The discrepancy in the scatterplot analysis was quantified by Theil-Sen’s regression slope for each tile and season (Table 7). While the regression slope was close to unity for both the NDWI and NDVI in summer, large deviations representing uncertainties in the values were observed in the seasons affected by snow or soil freezing. Since the RF models were trained separately for snow and no-snow pixels, the mixture of these pixels within a scene resulted in discontinuous spatial patterns and poor regression among multiple clusters in the scatterplots (Fig. 6, h22v03). The other reason for the poor regression may have been that the limited variable range of the NDWI and NDVI in the snow-covered winter season creates a featureless spectral pattern over the entire scene (Fig. 6, h23v02). Different tiles likely had different snow or soil freezing event distributions, resulting in varying accuracies among tiles (Table 7).

Table 7 Accuracy of RF prediction averaged for each tile, for each season with standard deviation
Fig. 6
figure 6

Snow-affected images. Images showing regressions adversely affected by a mixture of snow and no-snow areas (h22v03), and areas with fewer spectral features due to snow cover (h23v02)

Table 7 also shows the small mean error for all tiles (-0.01 ± 0.04 for NDWI, and 0.02 ± 0.02 for NDVI), indicating minimal biases in the reproduced images. The RMSE for all tiles was approximately 0.1 for both the NDWI and NDVI.

Seasonal changes were clearly observed in the snow-masked NDWI and NDVI time-series data, averaged over the entire study region (Fig. 7A). The NDVI oscillated between being high in the growing season and low in the winter season, while the NDWI was high in the winter season and low in the growing season. A high local NDWI peak was observed in the spring season, possibly due to spring soil thawing and/or snow melting which rapidly supplied water to rivers and wetlands. Given the high ratio of null pixels in the winter season (~ 1.0), the low NDVI and the high NDWI observed at this time were attributed to the limited number of pixels affected by snow, even after the application of snow masking, which produced spectral patterns that differed from the original land cover. In addition, the low solar incidence angle in the winter season could reduce the signal-to-noise ratio for the measured radiance as well as the reliability of atmospheric correction for the optical data, potentially resulting in poor quality of the original MODIS products. As a result, studies on vegetation and surface water using our ARD product should focus on spring through fall, with special consideration given to snow masking.

Fig. 7
figure 7

Time series of 0.1° ARD product spatially averaged over the entire Siberian region. A Snow-masked NDVI and NDWI time-series with ratio of null cells averaged over entire study region. B Comparison between original (blue line) and floating (red line) water fraction extracted from our product, WAD2M wetland maps (Zhang et al. 2021), and time-series anomaly of terrestrial water storage (TWS) volumes (mm) from GRACE monthly water mass dataset (Swenson 2012; Landerer and Swenson 2012) and Global Land Data Assimilation System (GLDAS) version 2 (Li et al. 2019). For comparison with our floating water fraction, the minimum value of the WAD2M time-series data was subtracted from the original WAD2M to adjust the baseline to zero

Gap-filling by the climatology maps (i.e., an average value for the same date over 15 years) can potentially lead to bias in the prediction. This is particularly the case when predicting recent climatic extremes away from the 15-year average. In fact, slight differences in patterns around the beginning of 2012 were likely caused by a gap in the microwave data (AMSR-E terminated on 2011/10/03 and AMSR2 started on 2012/07/02), which was filled by the daily climatology maps for ML prediction.
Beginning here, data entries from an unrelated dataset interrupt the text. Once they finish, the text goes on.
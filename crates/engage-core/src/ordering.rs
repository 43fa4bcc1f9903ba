//! Status-partitioned ordering shared by backlog items and sprint tasks.
//!
//! Within one project every status forms a partition whose `order` values are
//! exactly `0..len`. [`plan_move`] computes the minimal set of records to
//! rewrite when one record moves; the store layer persists that set in one
//! transaction. [`Board`] applies the same plan to an in-memory copy so a
//! client can show a move before the store confirms it.

use serde::Serialize;

use crate::error::{EngageError, Result};
use crate::types::ItemStatus;

/// A record that occupies a slot on the board.
pub trait Ordered: Clone {
    fn key(&self) -> &str;
    fn status(&self) -> ItemStatus;
    fn order(&self) -> u32;
    fn set_position(&mut self, status: ItemStatus, order: u32);
}

/// Records of one status, in board order. Ties on `order` (only possible in
/// corrupted data) fall back to key order so results are deterministic.
pub fn sorted_column<T: Ordered>(items: &[T], status: ItemStatus) -> Vec<T> {
    let mut column: Vec<T> = items
        .iter()
        .filter(|i| i.status() == status)
        .cloned()
        .collect();
    column.sort_by(|a, b| a.order().cmp(&b.order()).then_with(|| a.key().cmp(b.key())));
    column
}

/// Plan moving `moving` to `destination` at `index`.
///
/// `items` is the full set of records of the project (it may include
/// `moving` itself). `index` is a position in the destination column after
/// `moving` has been taken out of it, so it must lie in `0..=len`.
///
/// Returns every record whose status or order changes, with the new values
/// applied. Moving a record onto its own slot returns an empty plan.
pub fn plan_move<T: Ordered>(
    items: &[T],
    moving: &T,
    destination: ItemStatus,
    index: usize,
) -> Result<Vec<T>> {
    let source = moving.status();
    let remaining: Vec<T> = sorted_column(items, source)
        .into_iter()
        .filter(|i| i.key() != moving.key())
        .collect();

    let mut changed = Vec::new();
    let mut column = if destination == source {
        remaining
    } else {
        changed.extend(renumber(remaining, source));
        sorted_column(items, destination)
    };

    if index > column.len() {
        return Err(EngageError::InvalidArgument(format!(
            "destination index {index} is out of range for '{}' ({} items)",
            destination.label(),
            column.len()
        )));
    }
    column.insert(index, moving.clone());
    changed.extend(renumber(column, destination));

    tracing::debug!(
        key = moving.key(),
        from = %source,
        to = %destination,
        index,
        writes = changed.len(),
        "planned move"
    );
    Ok(changed)
}

/// Renumber a column that lost members so it is dense again.
/// Returns only the records whose order changed.
pub fn compact_column<T: Ordered>(items: &[T], status: ItemStatus) -> Vec<T> {
    renumber(sorted_column(items, status), status)
}

/// Renumber every column. Used after bulk removals.
pub fn compact_all<T: Ordered>(items: &[T]) -> Vec<T> {
    ItemStatus::all()
        .iter()
        .flat_map(|s| compact_column(items, *s))
        .collect()
}

fn renumber<T: Ordered>(column: Vec<T>, status: ItemStatus) -> Vec<T> {
    column
        .into_iter()
        .enumerate()
        .filter_map(|(pos, mut item)| {
            let pos = pos as u32;
            if item.order() == pos && item.status() == status {
                None
            } else {
                item.set_position(status, pos);
                Some(item)
            }
        })
        .collect()
}

// ---------------------------------------------------------------------------
// Density check
// ---------------------------------------------------------------------------

/// A column whose orders are not exactly `0..len`.
#[derive(Debug, Clone, PartialEq, Eq, Serialize)]
pub struct DensityViolation {
    pub status: ItemStatus,
    pub orders: Vec<u32>,
}

pub fn check_dense<T: Ordered>(items: &[T]) -> Vec<DensityViolation> {
    ItemStatus::all()
        .iter()
        .filter_map(|&status| {
            let mut orders: Vec<u32> = items
                .iter()
                .filter(|i| i.status() == status)
                .map(|i| i.order())
                .collect();
            orders.sort_unstable();
            let dense = orders.iter().enumerate().all(|(i, o)| *o == i as u32);
            (!dense).then_some(DensityViolation { status, orders })
        })
        .collect()
}

// ---------------------------------------------------------------------------
// Board
// ---------------------------------------------------------------------------

#[derive(Debug, Clone, Serialize)]
pub struct Column<T> {
    pub status: ItemStatus,
    pub label: &'static str,
    pub items: Vec<T>,
}

/// In-memory mirror of one project's board: six columns in status order.
#[derive(Debug, Clone, Serialize)]
pub struct Board<T> {
    pub columns: Vec<Column<T>>,
}

impl<T: Ordered> Board<T> {
    pub fn from_items(items: &[T]) -> Self {
        let columns = ItemStatus::all()
            .iter()
            .map(|&status| Column {
                status,
                label: status.label(),
                items: sorted_column(items, status),
            })
            .collect();
        Self { columns }
    }

    pub fn column(&self, status: ItemStatus) -> &[T] {
        &self.columns[status.index()].items
    }

    pub fn items(&self) -> impl Iterator<Item = &T> {
        self.columns.iter().flat_map(|c| c.items.iter())
    }

    pub fn len(&self) -> usize {
        self.columns.iter().map(|c| c.items.len()).sum()
    }

    pub fn is_empty(&self) -> bool {
        self.len() == 0
    }

    /// Apply a move locally (optimistic update). On error the board is
    /// unchanged; if the store later rejects the move, reload the board.
    pub fn apply_move(&mut self, key: &str, destination: ItemStatus, index: usize) -> Result<()> {
        let mut all: Vec<T> = self.items().cloned().collect();
        let moving = all
            .iter()
            .find(|i| i.key() == key)
            .cloned()
            .ok_or_else(|| EngageError::ItemNotFound(key.to_string()))?;
        for updated in plan_move(&all, &moving, destination, index)? {
            if let Some(slot) = all.iter_mut().find(|i| i.key() == updated.key()) {
                *slot = updated;
            }
        }
        *self = Board::from_items(&all);
        Ok(())
    }

    pub fn check_dense(&self) -> Vec<DensityViolation> {
        let all: Vec<T> = self.items().cloned().collect();
        check_dense(&all)
    }
}

// ---------------------------------------------------------------------------
// Tests
// ---------------------------------------------------------------------------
Time-series data for the original and floating water fraction (Fig. 7B) showed consistent seasonal variability, with high values recorded in the summer season (~ 0.07) and the spring local peak, and low values recorded in the winter season. The baseline for the original water fraction was adjusted to zero in the floating water fraction. Comparison with a previous wetland map (i.e., WAD2M; Zhang et al. 2021) showed similar seasonal changes during the spring to fall seasons, although large discrepancies were observed in the winter season. The water fraction obtained in the present study for the winter season was lower than that for WAD2M, in both the original and floating cases. This difference was likely due to differences in the definitions used for snow masking. Specifically, our product strictly masked pixels where the microwave SWE was positive. This screened almost all of the pixels in the winter season and resulted in the water fraction being nearly zero. Conversely, the water fraction data from SWAMPS version 3.2 (Jensen and McDonald 2019), mainly used in WAD2M, applied a more relaxed approach to snow masking, which resulted in a substantial water fraction even in the winter season.

In the spring to fall seasons, the original WAD2M values were close to the lower limit of our original water fraction. In contrast, those for the offset-corrected WAD2M (adjusted to make the minimum values zero) were close to the upper limit of our floating water fraction. The WAD2M did not sense the strong peaks in the water fraction associated with soil thawing or snow melting in spring, probably due to its lower observation frequency (monthly) and coarser spatial resolution (0.25°) compared to our product (daily, 0.1° in the ARD product and 500 m in the original product). Furthermore, differences in the variable range of the water fraction between the ARD product and WAD2M also seemed to be linked to differences in their data sources. Unlike WAD2M, our optical sensor-based output observes the tree canopy in densely vegetated areas, but cannot explicitly delineate inundation under the vegetation. However, our product does implicitly utilize sources such as microwave data (i.e., AMSR series) and other data sources (i.e., ERA5-Land, VOD, DOY) that may be sensitive to inundation under the vegetation to some extent.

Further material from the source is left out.